Chicago White Sox’s Jon Jay slides into home to score on a single by Ryan Cordell as Boston Red Sox catcher Sandy Leon can’t make the tag in the third inning of a baseball game at Fenway Park, Wednesday, June 26, 2019, in Boston. The White Sox won 8-7. (AP Photo/Elise Amendola)
There is no nice way to put it. At the halfway mark of the 2019 Major League Baseball season, the Boston Red Sox are an embarrassment to their fans.
This team that Chris Sale called “the greatest team ever to walk the face of the planet,” last August, won just 44 of their first 81 games in the first half of the season that ended Tuesday night.

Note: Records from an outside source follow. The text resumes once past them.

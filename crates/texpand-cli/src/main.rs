use clap::Parser;
use colored::Colorize;
use std::cell::RefCell;
use std::fs;
use std::path::PathBuf;
use std::rc::Rc;
use texpand::prelude as txl;
use texpand::*;
use texpand_stdlib::script;
use texpand_stdlib::StdLibState;

/// Expand TeX macros from the command line.
///
/// Input is processed with TeX's macro expansion semantics and the
///   resulting characters are printed to standard output.
/// See the subcommands for things it can do.
#[derive(Parser)]
#[clap(version, name = "texpand")]
struct Cli {
    /// Initial value of \tracingmacros
    #[arg(long)]
    tracing_macros: Option<i32>,

    /// File that macro traces are written to. Default: standard error.
    #[arg(long)]
    log_file: Option<PathBuf>,

    #[clap(subcommand)]
    sub_command: SubCommand,
}

#[derive(Parser)]
enum SubCommand {
    Doc(Doc),
    Eval(Eval),
    Run(Run),
}

/// Print documentation for a primitive
#[derive(Parser)]
struct Doc {
    /// Name of the control sequence
    name: Option<String>,
}

/// Expand a snippet of TeX
#[derive(Parser)]
struct Eval {
    /// The TeX source. If not provided, the source is read from standard input.
    source: Option<String>,
}

/// Expand a TeX file
#[derive(Parser)]
struct Run {
    /// Path to the TeX file to run
    file_path: PathBuf,
}

fn main() {
    let args: Cli = Cli::parse();
    let mut vm = StdLibState::new_vm();
    if let Err(err) = configure_log_file(&mut vm, args.log_file) {
        println!["{err}"];
        std::process::exit(1);
    }
    let result = match args.sub_command {
        SubCommand::Doc(d) => doc(&vm, d.name),
        SubCommand::Eval(eval_args) => read_source(eval_args.source).map(|source| {
            vm.push_terminal_input(source);
        }),
        SubCommand::Run(run_args) => push_file(&mut vm, run_args.file_path),
    };
    if let Err(err) = result {
        println!["{err}"];
        std::process::exit(1);
    }
    if vm.input_depth() == 0 {
        return;
    }
    if let Some(value) = args.tracing_macros {
        vm.push_string("command line", format![r"\tracingmacros={value}\relax"]);
    }
    if let Err(err) = run(&mut vm) {
        println!["{err}"];
        std::process::exit(1);
    }
}

fn run(vm: &mut vm::VM<StdLibState>) -> txl::Result<()> {
    let output = script::run(vm, true)?;
    println!["{}", token::write_tokens(&output, vm.cs_name_interner())];
    Ok(())
}

fn configure_log_file(
    vm: &mut vm::VM<StdLibState>,
    log_file: Option<PathBuf>,
) -> Result<(), String> {
    match log_file {
        None => {
            vm.log_file = Rc::new(RefCell::new(std::io::stderr()));
        }
        Some(path) => match fs::File::create(&path) {
            Ok(file) => {
                vm.log_file = Rc::new(RefCell::new(file));
            }
            Err(err) => return Err(format!["Failed to create log file {:?}: {err}", &path]),
        },
    }
    Ok(())
}

fn push_file(vm: &mut vm::VM<StdLibState>, mut path: PathBuf) -> Result<(), String> {
    if path.extension().is_none() {
        path.set_extension("tex");
    }
    let source_code = match fs::read_to_string(&path) {
        Ok(source_code) => source_code,
        Err(err) => return Err(format!["Failed to open file {:?}: {err}", &path]),
    };
    if let Some(parent) = path.parent() {
        if let Some(working_directory) = &vm.working_directory {
            vm.working_directory = Some(working_directory.join(parent));
        }
    }
    vm.push_source(path, source_code);
    Ok(())
}

fn read_source(source: Option<String>) -> Result<String, String> {
    match source {
        Some(source) => Ok(source),
        None => std::io::read_to_string(std::io::stdin())
            .map_err(|err| format!["Failed to read standard input: {err}"]),
    }
}

fn doc(vm: &vm::VM<StdLibState>, cs_name: Option<String>) -> Result<(), String> {
    match cs_name {
        None => {
            let mut cs_names = vm.control_sequence_names();
            cs_names.sort();
            let mut last_prefix = None;
            for (i, cs_name) in cs_names.into_iter().enumerate() {
                let new_last_prefix = cs_name.chars().next();
                if last_prefix != new_last_prefix {
                    last_prefix = new_last_prefix;
                    if i != 0 {
                        println!();
                    }
                }
                let doc = doc_for(vm, cs_name).unwrap_or_default();
                let first_line = doc.split('\n').next().unwrap_or("");
                println!["\\{}  {}", cs_name.bold(), first_line];
            }
            Ok(())
        }
        Some(name) => {
            let name = name.trim_start_matches('\\');
            match doc_for(vm, name) {
                None => Err(format!("Unknown command \\{name}")),
                Some(doc) => {
                    println!["\\{}  {}", name.bold(), doc];
                    Ok(())
                }
            }
        }
    }
}

fn doc_for(vm: &vm::VM<StdLibState>, name: &str) -> Option<String> {
    let cs_name = vm.cs_name_interner().get(name)?;
    let command_ref = token::CommandRef::ControlSequence(cs_name, token::Namespace::DEFAULT);
    match vm.commands_map.get_command(&command_ref)? {
        command::Command::Macro(texmacro) => Some(texmacro.doc(vm.cs_name_interner())),
        _ => {
            let built_in = vm.commands_map.built_in_commands().get(&cs_name)?;
            Some(built_in.doc().unwrap_or("").to_string())
        }
    }
}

They were in third place in the American League East, eight games behind the Yankees who, by the way, were on pace to win 105 games as they approached the halfway mark of their season. If their season ended after Tuesday night’s comeback win against the White Sox, the Red Sox wouldn’t even qualify for a Wild Card spot. They trailed the Indians and Rangers for the second Wild Card spot by one percentage point at that time.

Carl Johnson
We watched them bumble their way to a humiliating 2-1 series loss to the hapless Blue Jays last weekend, which included blowing a 6-1 lead after six innings in Game 2 and being held to one run by the Jays in the finale. This after barely getting a win in Game 1 on a homer by Christian Vazquez in the last of the ninth to avoid a sweep. The Jays, of course, entered that series with a 27-48 record, 21.5 games back in fourth place with the unbelievably bad Orioles the only thing keeping them out of the cellar.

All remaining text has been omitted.